The Color of Evil: How American Media Racializes Villains
The History Channel’s miniseries, The Bible, has been lauded by some and scrutinized by others. Recently, some have raised questions about the show’s portrayal of the Satan, specifically the striking resemblance between the character and President Barack Obama (you can read a commentary at the HuffPost). The show’s producers have called the claims “utter nonsense” and insisted that actor Mohamen Mehdi Ouazanni’s long record working on religious film sets made him an obvious choice for the role.
I’m no mind-reader and won’t speculate whether the producers intended any connection between Pres. Obama and the devil. I’ve raised this little controversy for another purpose, to demonstrate a long-standing film tradition of racializing villains. From spy flicks and action blockbusters to children’s animated movies and faith-based media, evil is often embodied by dark-skinned characters. Think about it—who are the bad guys in James Bond movies? What stands out about the animated character, Jafar, in Disney’s Aladdin? And what can we say about the Devil in the History Channel’s The Bible, especially compared to the heroic characters? They are all highly racialized depictions of racial/ethnic Others. They draw on nasty stereotypes designed to make us fearful. They are shown as morally corrupt and physically unattractive. Jafar, for example, conforms to ethnic stereotypes much more than Aladdin or Jasmine, both of whom could easily pass (in white westerners’ imaginations) as well-tanned Americans if not for their desert setting.
Edward Said famously wrote about this representational tactic in his book Orientalism (you can watch a documentary about Orientalism, featuring Said, called On Orientalism, on YouTube). Said explains that Orientalism is a patterned way of representing Arabs and Muslims as a unified cultural group (despite the fact that the terms aren’t synonymous, that Muslims live in many places outside the Arab world, and that “Arab” is used to describe individuals from many different backgrounds), less civilized than white Europeans or Americans, and capable of terrible things; in other words, Orientalism is a discourse that presents Arabs/Muslims as a dangerous threat. Not limited to specific media, Orientalism surrounds us and, from an early age, inculcates us with a particular way of understanding the Arab world. It gives us a specific language that governs how we conceive of Arab people and naturalizes our stereotypes. The Arab is a terrorist; the Arab is patriarchal—these terrible generalizations make sense and seem real in an Orientalist framework.

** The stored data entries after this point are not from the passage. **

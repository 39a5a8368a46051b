use std::time::Duration;

use zwlib_codec::DEVICE_ID_LEN;

use crate::credentials::{derive_host_name, Credentials};
use crate::error::{ProvisionError, Result};

/// Yields network credentials captured out of band (e.g. a vendor
/// SmartConfig session). One call covers one bounded listening round.
pub trait CredentialSource {
    /// Wait up to `wait` for a credential pair. `Ok(None)` means the round
    /// timed out without capturing anything.
    fn wait_for_credentials(&mut self, wait: Duration) -> Result<Option<Credentials>>;

    /// Tear down and restart the capture session after a timed-out round.
    fn restart(&mut self) -> Result<()>;
}

/// Durably stores validated credentials keyed by the derived host name.
/// The persisted format is the implementor's concern.
pub trait CredentialStore {
    fn store(&mut self, host_name: &str, credentials: &Credentials) -> Result<()>;
}

/// How long to listen per round and how often to restart after a timeout.
#[derive(Debug, Clone, Copy, PartialEq, Eq)]
pub struct ProvisionPolicy {
    /// Bounded wait per capture round.
    pub wait: Duration,
    /// Restarts permitted after a timed-out round.
    pub restarts: u32,
}

impl Default for ProvisionPolicy {
    fn default() -> Self {
        Self {
            wait: Duration::from_secs(60),
            restarts: 1,
        }
    }
}

/// Drives one provisioning run: wait for credentials, validate them, and
/// persist them under the device's derived host name.
///
/// All state is explicit in the arguments; the driver owns nothing between
/// runs and can be called from any ordinary synchronous call site.
#[derive(Debug, Default)]
pub struct Provisioner {
    policy: ProvisionPolicy,
}

impl Provisioner {
    pub fn new(policy: ProvisionPolicy) -> Self {
        Self { policy }
    }

    pub fn policy(&self) -> ProvisionPolicy {
        self.policy
    }

    pub fn run(
        &self,
        source: &mut dyn CredentialSource,
        store: &mut dyn CredentialStore,
        device_id: &[u8; DEVICE_ID_LEN],
    ) -> Result<Credentials> {
        let attempts = self.policy.restarts + 1;

        for attempt in 1..=attempts {
            tracing::debug!(attempt, wait = ?self.policy.wait, "waiting for credentials");

            match source.wait_for_credentials(self.policy.wait)? {
                Some(credentials) => {
                    credentials.validate()?;
                    let host_name = derive_host_name(device_id);
                    store.store(&host_name, &credentials)?;
                    tracing::info!(ssid = %credentials.ssid, host_name = %host_name, "credentials stored");
                    return Ok(credentials);
                }
                None if attempt < attempts => {
                    tracing::info!(attempt, "capture timed out, restarting");
                    source.restart()?;
                }
                None => {}
            }
        }

        Err(ProvisionError::TimedOut {
            attempts,
            wait: self.policy.wait,
        })
    }
}

#[cfg(test)]
mod tests {
    use super::*;

    struct ScriptedSource {
        rounds: Vec<Option<Credentials>>,
        waits: Vec<Duration>,
        restarts: u32,
    }

    impl ScriptedSource {
        fn new(rounds: Vec<Option<Credentials>>) -> Self {
            Self {
                rounds,
                waits: Vec::new(),
                restarts: 0,
            }
        }
    }

    impl CredentialSource for ScriptedSource {
        fn wait_for_credentials(&mut self, wait: Duration) -> Result<Option<Credentials>> {
            self.waits.push(wait);
            Ok(self.rounds.remove(0))
        }

        fn restart(&mut self) -> Result<()> {
            self.restarts += 1;
            Ok(())
        }
    }

    #[derive(Default)]
    struct MemoryStore {
        entries: Vec<(String, Credentials)>,
    }

    impl CredentialStore for MemoryStore {
        fn store(&mut self, host_name: &str, credentials: &Credentials) -> Result<()> {
            self.entries.push((host_name.to_owned(), credentials.clone()));
            Ok(())
        }
    }

    fn policy() -> ProvisionPolicy {
        ProvisionPolicy {
            wait: Duration::from_millis(10),
            restarts: 1,
        }
    }

    #[test]
    fn first_round_success_stores_under_derived_name() {
        let mut source = ScriptedSource::new(vec![Some(Credentials::new("lab-net", "hunter2"))]);
        let mut store = MemoryStore::default();

        let got = Provisioner::new(policy())
            .run(&mut source, &mut store, &[0, 0, 0, 0, 0xAB, 0xCD])
            .unwrap();

        assert_eq!(got.ssid, "lab-net");
        assert_eq!(source.restarts, 0);
        assert_eq!(store.entries.len(), 1);
        assert_eq!(store.entries[0].0, "bitabcd");
        assert_eq!(store.entries[0].1, got);
    }

    #[test]
    fn timeout_restarts_once_then_succeeds() {
        let mut source = ScriptedSource::new(vec![
            None,
            Some(Credentials::new("lab-net", "hunter2")),
        ]);
        let mut store = MemoryStore::default();

        Provisioner::new(policy())
            .run(&mut source, &mut store, &[0; DEVICE_ID_LEN])
            .unwrap();

        assert_eq!(source.restarts, 1);
        assert_eq!(source.waits, vec![Duration::from_millis(10); 2]);
    }

    #[test]
    fn exhausted_restarts_time_out() {
        let mut source = ScriptedSource::new(vec![None, None]);
        let mut store = MemoryStore::default();

        let err = Provisioner::new(policy())
            .run(&mut source, &mut store, &[0; DEVICE_ID_LEN])
            .unwrap_err();

        assert!(matches!(
            err,
            ProvisionError::TimedOut { attempts: 2, .. }
        ));
        // The final timed-out round is terminal; nothing restarts after it.
        assert_eq!(source.restarts, 1);
        assert!(store.entries.is_empty());
    }

    #[test]
    fn invalid_credentials_never_reach_the_store() {
        let mut source = ScriptedSource::new(vec![Some(Credentials::new("", "x"))]);
        let mut store = MemoryStore::default();

        let err = Provisioner::new(policy())
            .run(&mut source, &mut store, &[0; DEVICE_ID_LEN])
            .unwrap_err();

        assert!(matches!(err, ProvisionError::InvalidCredentials { .. }));
        assert!(store.entries.is_empty());
    }

    #[test]
    fn source_failure_propagates() {
        struct FailingSource;

        impl CredentialSource for FailingSource {
            fn wait_for_credentials(&mut self, _wait: Duration) -> Result<Option<Credentials>> {
                Err(ProvisionError::SourceFailed("radio gone".into()))
            }

            fn restart(&mut self) -> Result<()> {
                Ok(())
            }
        }

        let mut store = MemoryStore::default();
        let err = Provisioner::new(policy())
            .run(&mut FailingSource, &mut store, &[0; DEVICE_ID_LEN])
            .unwrap_err();

        assert!(matches!(err, ProvisionError::SourceFailed(_)));
    }

    #[test]
    fn zero_restart_policy_is_single_shot() {
        let mut source = ScriptedSource::new(vec![None]);
        let mut store = MemoryStore::default();
        let single = ProvisionPolicy {
            wait: Duration::from_millis(5),
            restarts: 0,
        };

        let err = Provisioner::new(single)
            .run(&mut source, &mut store, &[0; DEVICE_ID_LEN])
            .unwrap_err();

        assert!(matches!(err, ProvisionError::TimedOut { attempts: 1, .. }));
        assert_eq!(source.restarts, 0);
    }
}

We need not limit ourselves to thinking just about the Arab/Muslim in the Western imaginary. Similar respresentational tropes govern depictions of blacks and Africans as well, though they have a different history (still rooted in imperialism, but also, in the U.S., a history of slavery and ongoing racial inequality structured around a black-white dichotomy). In a fascinating article, Carmen Lugo-Lugo and Mary Bloodsworth-Lugo (2008) demonstrate how racialization (and heteronormativity) functions even in animated films. Understanding that the animals in these films function anthropomorphically to teach children about the world around them, the authors argue that racialized characters reinforce the racial stereotypes that children are beginning to learn. For example, in the film Shark Tale, “Children learn that our culture is strictly raced and racialized, since even fish can be Black or White” (Lugo-Lugo and Bloodsworth-Lugo, 2008: 5). The black fish look different, live in segregated parts of the reef, and are recognizable through racialized markers like voice/accent, mannerisms, and jewelry (5). Reading the article, I thought back to one of my favorite animated films growing up—The Lion King. In this film, Scar is our racialized villain (along with his pack of hyenas). The most obvious racial marker is his darkened mane which stands in stark contrast to the lighter locks of Mustafa and adult Simba. We learn very early that darkness is not to be trusted, it is evil, murderous, and must be conquered (by civilized, benevolent, blondish lions, of course). While it might seem silly to focus on movies when racism functions in so many other parts of our lives, media is of vital importance. The power to tell stories about Others, Said would remind us, is not an innocent power—it is the foundation of colonialism and racism everywhere that these emerge, it is the basis for political and economic domination. The stories we tell have both symbolic and material consequences. But the power of our stories can also be transformative in other ways—imagine if we told different stories, or allowed Others to tell their stories. What kind of world might we imagine, and thereby create?
Lugo-Lugo, Carmen and Mary K. Bloodsworth-Lugo. 2008. “Look Out New World, Here We Come”?: Race, Racialization, and Sexuality in Four Children’s Animated Films by Disney, Pixar, and DreamWorks. Cultural Studies—Critical Methodologies.